Estresse prejudica a memória

Estresse prejudica a memória
Estresse prejudica a memória

Não adianta fugir, o estresse é uma reação natural do nosso corpo a situações tensas e de nervosismo. Na verdade, momentos estressantes são benéficos, pois eles melhoram seu desempenho no trabalho e nos relacionamentos. Porém, se constantemente você vem sentindo seu coração acelerar, os músculos se retesarem e o suor tomar conta do seu corpo, cuidado! “Atualmente sabe-se que um agente estressor intenso leva a alterações hormonais e pode ser o desencadeador de complicações, principalmente diabetes e hipertensão, pelo mecanismo de liberação crônica do cortisol e das catecolaminas”, considera a endocrinologista Milena Caldato, membro da Sociedade Brasileira de Endocrinologia e Metabologia (SBEM).

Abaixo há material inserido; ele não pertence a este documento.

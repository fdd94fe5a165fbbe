//! Float backed 2D image storage
//!
//! A `Surface` is width x height pixels of 1-4 float channels. Access goes
//! through lock guards; holding a guard keeps the surface locked, dropping it
//! releases the lock.

use std::cell::{Ref, RefCell, RefMut};
use std::path::Path;

use log::{info, warn};

use super::error::{Error, Result};
use super::math::Vec4;
use super::types::{Format, Rect, TextureFilter};

pub struct Surface {
    width: u32,
    height: u32,
    format: Format,
    data: RefCell<Vec<f32>>,
}

impl std::fmt::Debug for Surface {
    fn fmt(&self, f: &mut std::fmt::Formatter<'_>) -> std::fmt::Result {
        f.debug_struct("Surface")
            .field("width", &self.width)
            .field("height", &self.height)
            .field("format", &self.format)
            .finish()
    }
}

impl Surface {
    pub fn new(width: u32, height: u32, format: Format) -> Result<Self> {
        if width == 0 || height == 0 {
            return Err(Error::InvalidParameters("surface dimensions must be non-zero"));
        }
        let len = width as usize * height as usize * format.channels();
        let mut data = Vec::new();
        data.try_reserve_exact(len)
            .map_err(|_| Error::OutOfMemory("surface storage"))?;
        data.resize(len, 0.0);
        Ok(Self { width, height, format, data: RefCell::new(data) })
    }

    pub fn width(&self) -> u32 {
        self.width
    }

    pub fn height(&self) -> u32 {
        self.height
    }

    pub fn format(&self) -> Format {
        self.format
    }

    pub fn channels(&self) -> usize {
        self.format.channels()
    }

    /// Lock the whole surface for writing
    pub fn lock(&self) -> Result<RefMut<'_, [f32]>> {
        let data = self.data.try_borrow_mut()
            .map_err(|_| Error::InvalidState("surface is already locked"))?;
        Ok(RefMut::map(data, |v| v.as_mut_slice()))
    }

    /// Shared read access to the whole surface
    pub fn read(&self) -> Result<Ref<'_, [f32]>> {
        let data = self.data.try_borrow()
            .map_err(|_| Error::InvalidState("surface is locked for writing"))?;
        Ok(Ref::map(data, |v| v.as_slice()))
    }

    pub fn is_locked(&self) -> bool {
        self.data.try_borrow_mut().is_err()
    }

    /// Lock a sub rectangle. The returned staging buffer holds only the
    /// rectangle's pixels, row-major, and is written back when dropped.
    pub fn lock_rect(&self, rect: Rect) -> Result<RectLock<'_>> {
        if !rect.fits(self.width, self.height) {
            return Err(Error::InvalidParameters("lock rectangle outside surface"));
        }
        let target = self.lock()?;
        let channels = self.channels();
        let row_len = rect.width() as usize * channels;
        let mut staging = Vec::with_capacity(row_len * rect.height() as usize);
        for y in rect.top..rect.bottom {
            let start = (y as usize * self.width as usize + rect.left as usize) * channels;
            staging.extend_from_slice(&target[start..start + row_len]);
        }
        Ok(RectLock {
            target,
            staging,
            rect,
            surface_width: self.width,
            channels,
        })
    }

    /// Fill every pixel with the first `channels` components of `color`
    pub fn clear(&self, color: Vec4) -> Result<()> {
        let channels = self.channels();
        let src = color.to_array();
        let mut data = self.lock()?;
        for px in data.chunks_exact_mut(channels) {
            px.copy_from_slice(&src[..channels]);
        }
        Ok(())
    }

    pub fn clear_rect(&self, color: Vec4, rect: Rect) -> Result<()> {
        let channels = self.channels();
        let src = color.to_array();
        let mut lock = self.lock_rect(rect)?;
        for px in lock.chunks_exact_mut(channels) {
            px.copy_from_slice(&src[..channels]);
        }
        Ok(())
    }

    /// Read one pixel; missing channels read as (0, 0, 0, 1)
    pub fn pixel(&self, x: u32, y: u32) -> Result<Vec4> {
        if x >= self.width || y >= self.height {
            return Err(Error::InvalidParameters("pixel outside surface"));
        }
        let data = self.read()?;
        Ok(fetch_texel(&data, self.width, self.channels(), x, y))
    }

    /// Resample `src_rect` of this surface into `dest_rect` of `dest`.
    /// `None` rectangles mean the whole surface.
    pub fn copy_to_surface(
        &self,
        src_rect: Option<Rect>,
        dest: &Surface,
        dest_rect: Option<Rect>,
        filter: TextureFilter,
    ) -> Result<()> {
        if std::ptr::eq(self, dest) {
            return Err(Error::InvalidParameters("source and destination are the same surface"));
        }
        let src_rect = src_rect.unwrap_or(Rect::new(0, 0, self.width, self.height));
        let dest_rect = dest_rect.unwrap_or(Rect::new(0, 0, dest.width, dest.height));
        if !src_rect.fits(self.width, self.height) || !dest_rect.fits(dest.width, dest.height) {
            return Err(Error::InvalidParameters("copy rectangle outside surface"));
        }

        let src = self.read()?;
        let mut dst = dest.lock()?;
        let src_channels = self.channels();
        let dst_channels = dest.channels();
        let step_x = src_rect.width() as f32 / dest_rect.width() as f32;
        let step_y = src_rect.height() as f32 / dest_rect.height() as f32;

        for dy in 0..dest_rect.height() {
            let sy = src_rect.top as f32 + (dy as f32 + 0.5) * step_y;
            for dx in 0..dest_rect.width() {
                let sx = src_rect.left as f32 + (dx as f32 + 0.5) * step_x;
                let color = match filter {
                    TextureFilter::Point => {
                        let x = (sx as u32).min(src_rect.right - 1);
                        let y = (sy as u32).min(src_rect.bottom - 1);
                        fetch_texel(&src, self.width, src_channels, x, y)
                    }
                    TextureFilter::Linear => {
                        bilinear_in_rect(&src, self.width, src_channels, src_rect, sx, sy)
                    }
                };
                let x = (dest_rect.left + dx) as usize;
                let y = (dest_rect.top + dy) as usize;
                let idx = (y * dest.width as usize + x) * dst_channels;
                dst[idx..idx + dst_channels].copy_from_slice(&color.to_array()[..dst_channels]);
            }
        }
        Ok(())
    }

    /// Build a surface from a decoded image
    pub fn from_image(img: &image::DynamicImage, format: Format) -> Result<Self> {
        let rgba = img.to_rgba32f();
        let surface = Surface::new(rgba.width(), rgba.height(), format)?;
        {
            let channels = format.channels();
            let mut data = surface.lock()?;
            for (dst, src) in data.chunks_exact_mut(channels).zip(rgba.pixels()) {
                dst.copy_from_slice(&src.0[..channels]);
            }
        }
        Ok(surface)
    }

    /// Load a surface from an image file (PNG, JPEG, BMP)
    pub fn load<P: AsRef<Path>>(path: P, format: Format) -> Result<Self> {
        let path = path.as_ref();
        let img = image::open(path).map_err(|e| {
            warn!("Failed to load {}: {}", path.display(), e);
            Error::InvalidFormat("image could not be decoded")
        })?;
        let surface = Self::from_image(&img, format)?;
        info!("Loaded surface: {} ({}x{})", path.display(), surface.width, surface.height);
        Ok(surface)
    }

    /// Convert to 8-bit RGBA, saturating each channel
    pub fn to_rgba8(&self) -> Result<image::RgbaImage> {
        let data = self.read()?;
        let channels = self.channels();
        let mut img = image::RgbaImage::new(self.width, self.height);
        for (px, src) in img.pixels_mut().zip(data.chunks_exact(channels)) {
            let c = Vec4::from_slice(src).saturate();
            *px = image::Rgba([
                (c.x * 255.0 + 0.5) as u8,
                (c.y * 255.0 + 0.5) as u8,
                (c.z * 255.0 + 0.5) as u8,
                (c.w * 255.0 + 0.5) as u8,
            ]);
        }
        Ok(img)
    }

    pub fn save_png<P: AsRef<Path>>(&self, path: P) -> Result<()> {
        let path = path.as_ref();
        self.to_rgba8()?.save(path).map_err(|e| {
            warn!("Failed to save {}: {}", path.display(), e);
            Error::Unknown("png encoding failed")
        })
    }
}

/// Partial lock staging buffer; copied back into the surface on drop
pub struct RectLock<'a> {
    target: RefMut<'a, [f32]>,
    staging: Vec<f32>,
    rect: Rect,
    surface_width: u32,
    channels: usize,
}

impl RectLock<'_> {
    pub fn rect(&self) -> Rect {
        self.rect
    }

    /// Floats per staging row
    pub fn pitch(&self) -> usize {
        self.rect.width() as usize * self.channels
    }
}

impl std::ops::Deref for RectLock<'_> {
    type Target = [f32];
    fn deref(&self) -> &[f32] {
        &self.staging
    }
}

impl std::ops::DerefMut for RectLock<'_> {
    fn deref_mut(&mut self) -> &mut [f32] {
        &mut self.staging
    }
}

impl Drop for RectLock<'_> {
    fn drop(&mut self) {
        let row_len = self.pitch();
        for (row, y) in (self.rect.top..self.rect.bottom).enumerate() {
            let start = (y as usize * self.surface_width as usize + self.rect.left as usize) * self.channels;
            self.target[start..start + row_len]
                .copy_from_slice(&self.staging[row * row_len..(row + 1) * row_len]);
        }
    }
}

/// Read texel (x, y) of a row-major float array
#[inline]
pub(crate) fn fetch_texel(data: &[f32], width: u32, channels: usize, x: u32, y: u32) -> Vec4 {
    let idx = (y as usize * width as usize + x as usize) * channels;
    Vec4::from_slice(&data[idx..idx + channels])
}

/// Bilinear sample at continuous texel position (sx, sy), clamped to `rect`
fn bilinear_in_rect(data: &[f32], width: u32, channels: usize, rect: Rect, sx: f32, sy: f32) -> Vec4 {
    let fx = sx - 0.5;
    let fy = sy - 0.5;
    let x0f = fx.floor();
    let y0f = fy.floor();
    let tx = fx - x0f;
    let ty = fy - y0f;
    let clamp_x = |x: i64| x.clamp(rect.left as i64, rect.right as i64 - 1) as u32;
    let clamp_y = |y: i64| y.clamp(rect.top as i64, rect.bottom as i64 - 1) as u32;
    let (x0, x1) = (clamp_x(x0f as i64), clamp_x(x0f as i64 + 1));
    let (y0, y1) = (clamp_y(y0f as i64), clamp_y(y0f as i64 + 1));
    let top = fetch_texel(data, width, channels, x0, y0).lerp(fetch_texel(data, width, channels, x1, y0), tx);
    let bottom = fetch_texel(data, width, channels, x0, y1).lerp(fetch_texel(data, width, channels, x1, y1), tx);
    top.lerp(bottom, ty)
}

#[cfg(test)]
mod tests {
    use super::*;

    #[test]
    fn test_zero_size_rejected() {
        assert!(matches!(Surface::new(0, 4, Format::R32F), Err(Error::InvalidParameters(_))));
    }

    #[test]
    fn test_clear_and_read_pixel() {
        let s = Surface::new(4, 4, Format::R32G32B32F).unwrap();
        s.clear(Vec4::new(0.25, 0.5, 0.75, 0.1)).unwrap();
        let p = s.pixel(3, 3).unwrap();
        assert_eq!(p, Vec4::new(0.25, 0.5, 0.75, 1.0));
    }

    #[test]
    fn test_double_lock_is_invalid_state() {
        let s = Surface::new(2, 2, Format::R32F).unwrap();
        let _guard = s.lock().unwrap();
        assert!(matches!(s.lock(), Err(Error::InvalidState(_))));
        assert!(s.is_locked());
    }

    #[test]
    fn test_rect_lock_writes_back_on_drop() {
        let s = Surface::new(4, 4, Format::R32F).unwrap();
        {
            let mut lock = s.lock_rect(Rect::new(1, 1, 3, 3)).unwrap();
            assert_eq!(lock.len(), 4);
            lock.fill(7.0);
        }
        assert_eq!(s.pixel(1, 1).unwrap().x, 7.0);
        assert_eq!(s.pixel(2, 2).unwrap().x, 7.0);
        assert_eq!(s.pixel(0, 0).unwrap().x, 0.0);
        assert_eq!(s.pixel(3, 2).unwrap().x, 0.0);
    }

    #[test]
    fn test_copy_downsamples() {
        let src = Surface::new(4, 4, Format::R32F).unwrap();
        src.clear(Vec4::splat(1.0)).unwrap();
        let dst = Surface::new(2, 2, Format::R32G32B32A32F).unwrap();
        src.copy_to_surface(None, &dst, None, TextureFilter::Linear).unwrap();
        let p = dst.pixel(1, 1).unwrap();
        assert!((p.x - 1.0).abs() < 1e-6);
        assert!(src.copy_to_surface(None, &src, None, TextureFilter::Point).is_err());
    }
}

Tudo isso ocorre porque o corpo se prepara para situações em que ele precisa lutar ou fugir. Isso faz com algumas funções básicas do organismo mudem para poupar e canalizar nossa energia. “Primeiro há um disparo hormonal do sistema adrenérgico e depois do eixo hipotálamo-hipófise-adrenal”, explica o cirurgião geral Marcelo Katayama, instrutor de treinamento com foco em desenvolvimento pessoal e diretor no Núcleo Ser. Primeiro o hormônio adrenalina é liberado e depois o cortisol, e eles têm ações diversas no nosso corpo.

Quando o quadro se torna permanente, porém, isso altera todo o funcionamento do nosso organismo. Para saber mais sobre quais os problemas associados ao estresse crônico, confira a seguir como ele repercute em cada parte do nosso corpo.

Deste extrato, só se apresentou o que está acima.